In k-means, you carry out the following procedure:
- specify k centroids, initialising their coordinates randomly
- calculate the distance of each data point to each centroid
- assign each data point to its nearest centroid
- update the coordinates of the centroid to the mean of all points assigned to it
- iterate until convergence.
In a GMM, you carry out the following procedure:
- specify k multivariate Gaussians (termed components), initialising their mean and variance randomly
- calculate the probability of each data point being produced by each component (sometimes termed the responsibility each component takes for the data point)
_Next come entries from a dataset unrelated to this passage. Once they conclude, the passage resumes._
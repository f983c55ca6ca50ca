//! # ch-ingest
//!
//! Transfer orchestration between ClickHouse and delimited flat files.
//!
//! This library provides:
//!
//! - **Schema resolution** over a single table or a validated join plan
//! - **Previews** of a bounded row sample with type compatibility warnings
//! - **Transfer sessions** that move rows in batches with live progress,
//!   cooperative cancellation and classified failures
//! - **Pluggable adapters** for ClickHouse over HTTP, CSV files and
//!   in-memory tables
//!
//! ## Example
//!
//! ```rust,no_run
//! use ch_ingest::{Config, IngestEngine};
//!
//! #[tokio::main]
//! async fn main() -> ch_ingest::Result<()> {
//!     let config = Config::load("config.yaml")?;
//!     let engine = IngestEngine::from_config(&config);
//!     let id = engine
//!         .start_transfer(config.source, config.target, config.columns, config.join)
//!         .await?;
//!     let report = engine.wait(&id).await?;
//!     println!("{}: {} rows", report.state, report.records_processed);
//!     Ok(())
//! }
//! ```

pub mod adapters;
pub mod archive;
pub mod classify;
pub mod config;
pub mod core;
pub mod engine;
pub mod error;
pub mod join;
pub mod preview;
pub mod schema;
pub mod transfer;
pub mod typemap;

// Re-exports for convenient access
pub use adapters::AdapterCatalog;
pub use classify::{ErrorKind, ErrorReport};
pub use config::{Config, Credential, EngineConfig, SourceConfig, TargetConfig};
pub use crate::core::{ColumnDescriptor, TargetSystem, TypeWarning, Value};
pub use engine::{HealthCheckResult, IngestEngine};
pub use error::{IngestError, Result, ValidationError};
pub use join::{JoinEdge, JoinPlan, JoinSpec, JoinType};
pub use preview::Preview;
pub use transfer::{ProgressReport, SessionId, TransferState};
// This file is part of Relief.
//
// Relief is free software: you can redistribute it and/or modify
// it under the terms of the GNU General Public License as published by
// the Free Software Foundation, either version 3 of the License, or
// (at your option) any later version.
//
// Relief is distributed in the hope that it will be useful,
// but WITHOUT ANY WARRANTY; without even the implied warranty of
// MERCHANTABILITY or FITNESS FOR A PARTICULAR PURPOSE.  See the
// GNU General Public License for more details.
//
// You should have received a copy of the GNU General Public License
// along with Relief.  If not, see <http://www.gnu.org/licenses/>.

// Visibility index over the patch pyramid. Nodes live in an arena; roots
// are the patches at max_level, created on demand and found through a map
// keyed by their coordinates. One level convention everywhere: patch level
// 0 is the finest, max_level the coarsest root.

use crate::patch::{ChildIndex, NeighbourState, PatchId};
use fxhash::FxHashMap;
use log::trace;

#[derive(Copy, Clone, Debug, Eq, PartialEq, Hash)]
pub struct QuadTreeNodeId {
    id: u32,
}

impl QuadTreeNodeId {
    fn new(id: usize) -> Self {
        assert!(id < u32::MAX as usize);
        Self { id: id as u32 }
    }

    fn empty() -> Self {
        Self { id: u32::MAX }
    }

    fn is_empty(&self) -> bool {
        self.id == u32::MAX
    }

    fn offset(&self) -> usize {
        self.id as usize
    }
}

struct QuadTreeNode {
    visible: bool,
    children: [QuadTreeNodeId; 4],
}

impl QuadTreeNode {
    fn new() -> Self {
        Self {
            visible: true,
            children: [QuadTreeNodeId::empty(); 4],
        }
    }

    fn has_children(&self) -> bool {
        !self.children[0].is_empty()
    }
}

pub struct QuadTree {
    max_level: u32,
    base_patch_size: u32,
    nodes: Vec<QuadTreeNode>,
    roots: FxHashMap<(i32, i32), QuadTreeNodeId>,
}

impl QuadTree {
    pub fn new(max_level: u32, base_patch_size: u32) -> Self {
        Self {
            max_level,
            base_patch_size,
            nodes: Vec::new(),
            roots: FxHashMap::default(),
        }
    }

    pub fn max_level(&self) -> u32 {
        self.max_level
    }

    fn alloc(&mut self) -> QuadTreeNodeId {
        let id = QuadTreeNodeId::new(self.nodes.len());
        self.nodes.push(QuadTreeNode::new());
        id
    }

    /// Walk down from the containing root, creating the root and any
    /// intermediate subdivisions on demand. Level-0 nodes never subdivide.
    pub fn get_or_build_node(&mut self, id: &PatchId) -> QuadTreeNodeId {
        debug_assert!(id.level() <= self.max_level);
        let root = id.ancestor(self.max_level);
        let root_key = (root.x(), root.y());
        let node = match self.roots.get(&root_key) {
            Some(&node) => node,
            None => {
                let node = self.alloc();
                self.roots.insert(root_key, node);
                trace!("quad-tree root {} created", root);
                node
            }
        };
        self.descend_or_build(node, &root, id)
    }

    fn descend_or_build(
        &mut self,
        node: QuadTreeNodeId,
        at: &PatchId,
        target: &PatchId,
    ) -> QuadTreeNodeId {
        if at.level() == target.level() {
            debug_assert_eq!(at, target);
            return node;
        }
        if !self.nodes[node.offset()].has_children() {
            let children = [self.alloc(), self.alloc(), self.alloc(), self.alloc()];
            self.nodes[node.offset()].children = children;
        }
        let next = target.ancestor(at.level() - 1);
        let quadrant = Self::quadrant_of(at, &next);
        let child = self.nodes[node.offset()].children[quadrant.to_index()];
        self.descend_or_build(child, &next, target)
    }

    fn quadrant_of(parent: &PatchId, child: &PatchId) -> ChildIndex {
        debug_assert_eq!(child.level() + 1, parent.level());
        let dx = child.x() - 2 * parent.x();
        let dy = child.y() - 2 * parent.y();
        debug_assert!((0..2).contains(&dx) && (0..2).contains(&dy));
        match (dx, dy) {
            (0, 0) => ChildIndex::Mm,
            (1, 0) => ChildIndex::Pm,
            (0, 1) => ChildIndex::Mp,
            (1, 1) => ChildIndex::Pp,
            _ => unreachable!(),
        }
    }

    /// Non-creating lookup.
    pub fn try_get_node(&self, id: &PatchId) -> Option<QuadTreeNodeId> {
        if id.level() > self.max_level {
            return None;
        }
        let root = id.ancestor(self.max_level);
        let mut node = *self.roots.get(&(root.x(), root.y()))?;
        let mut at = root;
        while at.level() > id.level() {
            if !self.nodes[node.offset()].has_children() {
                return None;
            }
            let next = id.ancestor(at.level() - 1);
            let quadrant = Self::quadrant_of(&at, &next);
            node = self.nodes[node.offset()].children[quadrant.to_index()];
            at = next;
        }
        Some(node)
    }

    pub fn root_nodes(&self) -> impl Iterator<Item = (PatchId, QuadTreeNodeId)> + '_ {
        let level = self.max_level;
        self.roots
            .iter()
            .map(move |(&(x, y), &node)| (PatchId::new(level, x, y), node))
    }

    pub fn set_visible(&mut self, node: QuadTreeNodeId, visible: bool) {
        self.nodes[node.offset()].visible = visible;
    }

    /// A node shows on screen iff it is marked visible and, when it has
    /// children, at least one descendant does too. This propagates fine
    /// tiles' visibility up to their ancestors.
    pub fn is_visible(&self, node: QuadTreeNodeId) -> bool {
        let n = &self.nodes[node.offset()];
        if !n.visible {
            return false;
        }
        if !n.has_children() {
            return true;
        }
        n.children.iter().any(|&child| self.is_visible(child))
    }

    /// What a patch can know about the neighbour at `id` when stitching.
    pub fn neighbour_state(&self, id: &PatchId) -> NeighbourState {
        match self.try_get_node(id) {
            None => NeighbourState::Missing,
            Some(node) => {
                if self.is_visible(node) {
                    NeighbourState::Visible
                } else {
                    NeighbourState::Hidden
                }
            }
        }
    }

    fn base_patch_at(&self, x: f64, z: f64) -> PatchId {
        let base = self.base_patch_size as f64;
        PatchId::new(0, (x / base).floor() as i32, (z / base).floor() as i32)
    }

    /// The per-reconfiguration visibility pass:
    ///   1. every existing root goes invisible;
    ///   2. roots whose centre lies in the visibility disc go visible;
    ///   3. base patches whose centre lies in the focus disc are built out
    ///      to level 0 and marked visible;
    ///   4. hidden base patches go invisible, with their 3x3 neighbourhood
    ///      built so stitching can see them.
    pub fn apply_visibility(
        &mut self,
        focus: (f64, f64),
        focus_distance: f64,
        visibility_distance: f64,
        hidden: &[PatchId],
    ) {
        for (_, node) in self.roots.iter() {
            self.nodes[node.offset()].visible = false;
        }

        let top_size = (self.base_patch_size as u64 * (1u64 << self.max_level)) as f64;
        let in_disc = |origin: (f64, f64), side: f64, distance: f64| {
            let cx = origin.0 + side / 2.0 - focus.0;
            let cz = origin.1 + side / 2.0 - focus.1;
            (cx * cx + cz * cz).sqrt() <= distance
        };

        let lo_x = ((focus.0 - visibility_distance) / top_size).floor() as i32;
        let hi_x = ((focus.0 + visibility_distance) / top_size).floor() as i32;
        let lo_y = ((focus.1 - visibility_distance) / top_size).floor() as i32;
        let hi_y = ((focus.1 + visibility_distance) / top_size).floor() as i32;
        for y in lo_y..=hi_y {
            for x in lo_x..=hi_x {
                let root = PatchId::new(self.max_level, x, y);
                if in_disc(root.world_origin(self.base_patch_size), top_size, visibility_distance) {
                    let node = self.get_or_build_node(&root);
                    self.set_visible(node, true);
                }
            }
        }

        let base = self.base_patch_size as f64;
        let focus_lo = self.base_patch_at(focus.0 - focus_distance, focus.1 - focus_distance);
        let focus_hi = self.base_patch_at(focus.0 + focus_distance, focus.1 + focus_distance);
        for y in focus_lo.y()..=focus_hi.y() {
            for x in focus_lo.x()..=focus_hi.x() {
                let id = PatchId::new(0, x, y);
                if in_disc(id.world_origin(self.base_patch_size), base, focus_distance) {
                    let node = self.get_or_build_node(&id);
                    self.set_visible(node, true);
                }
            }
        }

        for id in hidden {
            for dy in -1..=1 {
                for dx in -1..=1 {
                    self.get_or_build_node(&id.neighbour(dx, dy));
                }
            }
            let node = self.get_or_build_node(id);
            self.set_visible(node, false);
        }
    }
}
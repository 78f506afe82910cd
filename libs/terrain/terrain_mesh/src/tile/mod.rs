// This file is part of Relief.
//
// Relief is free software: you can redistribute it and/or modify
// it under the terms of the GNU General Public License as published by
// the Free Software Foundation, either version 3 of the License, or
// (at your option) any later version.
//
// Relief is distributed in the hope that it will be useful,
// but WITHOUT ANY WARRANTY; without even the implied warranty of
// MERCHANTABILITY or FITNESS FOR A PARTICULAR PURPOSE.  See the
// GNU General Public License for more details.
//
// You should have received a copy of the GNU General Public License
// along with Relief.  If not, see <http://www.gnu.org/licenses/>.
mod geometry_store;

pub use crate::tile::geometry_store::{
    CornerIndices, EdgeIndexLists, TileGeometryStore, TileIndices,
};
// This file is part of Relief.
//
// Relief is free software: you can redistribute it and/or modify
// it under the terms of the GNU General Public License as published by
// the Free Software Foundation, either version 3 of the License, or
// (at your option) any later version.
//
// Relief is distributed in the hope that it will be useful,
// but WITHOUT ANY WARRANTY; without even the implied warranty of
// MERCHANTABILITY or FITNESS FOR A PARTICULAR PURPOSE.  See the
// GNU General Public License for more details.
//
// You should have received a copy of the GNU General Public License
// along with Relief.  If not, see <http://www.gnu.org/licenses/>.
use std::fmt;

// Quadrants of a subdivided patch. The first letter is the x half, the
// second the y half; `m` is the low side, `p` the high side.
#[derive(Copy, Clone, Debug, Eq, PartialEq)]
pub enum ChildIndex {
    Mm,
    Pm,
    Mp,
    Pp,
}

impl ChildIndex {
    pub fn all() -> [ChildIndex; 4] {
        [ChildIndex::Mm, ChildIndex::Pm, ChildIndex::Mp, ChildIndex::Pp]
    }

    pub fn to_index(self) -> usize {
        match self {
            ChildIndex::Mm => 0,
            ChildIndex::Pm => 1,
            ChildIndex::Mp => 2,
            ChildIndex::Pp => 3,
        }
    }

    fn offsets(self) -> (i32, i32) {
        match self {
            ChildIndex::Mm => (0, 0),
            ChildIndex::Pm => (1, 0),
            ChildIndex::Mp => (0, 1),
            ChildIndex::Pp => (1, 1),
        }
    }
}

/// Identity of one square patch of terrain. Level 0 is the finest
/// resolution; each increment doubles the side length. A patch covers the
/// world-XZ square with corner `(x·S, y·S)` and side
/// `S = base_patch_size · 2^level`. The domain is unbounded, so patch
/// coordinates are signed.
#[derive(Copy, Clone, Debug, Eq, PartialEq, Hash, Ord, PartialOrd)]
pub struct PatchId {
    level: u32,
    x: i32,
    y: i32,
}

impl PatchId {
    pub fn new(level: u32, x: i32, y: i32) -> Self {
        Self { level, x, y }
    }

    pub fn level(&self) -> u32 {
        self.level
    }

    pub fn x(&self) -> i32 {
        self.x
    }

    pub fn y(&self) -> i32 {
        self.y
    }

    /// Side length in world units.
    pub fn world_side(&self, base_patch_size: u32) -> f64 {
        (base_patch_size as u64 * (1u64 << self.level)) as f64
    }

    /// Low corner of the covered square, in world units.
    pub fn world_origin(&self, base_patch_size: u32) -> (f64, f64) {
        let side = self.world_side(base_patch_size);
        (self.x as f64 * side, self.y as f64 * side)
    }

    pub fn neighbour(&self, dx: i32, dy: i32) -> Self {
        Self {
            level: self.level,
            x: self.x + dx,
            y: self.y + dy,
        }
    }

    /// True when `other`'s centre lies inside this patch's square. Exact
    /// integer arithmetic in half-units of the finest grid.
    pub fn contains(&self, other: &PatchId) -> bool {
        let lo_x = (self.x as i64) << (self.level + 1);
        let lo_y = (self.y as i64) << (self.level + 1);
        let side = 1i64 << (self.level + 1);
        let centre_x = ((other.x as i64) << (other.level + 1)) + (1i64 << other.level);
        let centre_y = ((other.y as i64) << (other.level + 1)) + (1i64 << other.level);
        centre_x >= lo_x && centre_x < lo_x + side && centre_y >= lo_y && centre_y < lo_y + side
    }

    pub fn child(&self, quadrant: ChildIndex) -> Self {
        assert!(self.level > 0, "level-0 patches do not subdivide");
        let (dx, dy) = quadrant.offsets();
        Self {
            level: self.level - 1,
            x: 2 * self.x + dx,
            y: 2 * self.y + dy,
        }
    }

    /// The ancestor at `level`; arithmetic shift keeps flooring correct for
    /// negative coordinates.
    pub fn ancestor(&self, level: u32) -> Self {
        assert!(level >= self.level);
        let shift = level - self.level;
        Self {
            level,
            x: self.x >> shift,
            y: self.y >> shift,
        }
    }
}

impl fmt::Display for PatchId {
    fn fmt(&self, f: &mut fmt::Formatter) -> fmt::Result {
        write!(f, "{}__{}_{}", self.level, self.x, self.y)
    }
}
// This file is part of Relief.
//
// Relief is free software: you can redistribute it and/or modify
// it under the terms of the GNU General Public License as published by
// the Free Software Foundation, either version 3 of the License, or
// (at your option) any later version.
//
// Relief is distributed in the hope that it will be useful,
// but WITHOUT ANY WARRANTY; without even the implied warranty of
// MERCHANTABILITY or FITNESS FOR A PARTICULAR PURPOSE.  See the
// GNU General Public License for more details.
//
// You should have received a copy of the GNU General Public License
// along with Relief.  If not, see <http://www.gnu.org/licenses/>.
mod edge;
mod node;
mod patch_id;
mod template;

pub use crate::patch::{
    edge::{
        CornerKind, EdgeCode, EdgeKind, EdgeResolution, EdgesKind, EdgesResolution, NeighbourState,
    },
    patch_id::{ChildIndex, PatchId},
};
pub(crate) use crate::patch::node::{PatchNode, UpdateContext};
- assign each data point to the component it belongs to with the highest probability
- update the mean and variance of the component to the mean and variance of all data points assigned to it
- iterate until convergence
You may notice the similarity between these two procedures. In fact, k-means is a GMM with fixed-variance components. Under a GMM, the probabilities (I think) you're looking for are the responsibilities each component takes for each data point.
There is a scikit-learn implementation of GMM available if you wanted to look into that, but I'm guessing you just want a quick way to amend your existing code, in which case, if you're happy to assume your clusters are fixed-variance Gaussians, you could transform your distance matrix element-wise as $y = e^{-x}$ (giving you an exponential fall-off), and then calculating the softmax over your columns (normalising your distribution so $P(Y=1) + P(Y=2) + ... + P(Y=k) = 1$).
It's worth pointing out that the assumption your clusters are fixed-variance Gaussians isn't necessarily valid. If your dimensions have wildly different scales, this may produce strange results, as dimensions with smaller-magnitude units will appear more "probable". Standardising your data before running your clustering procedure should remedy this.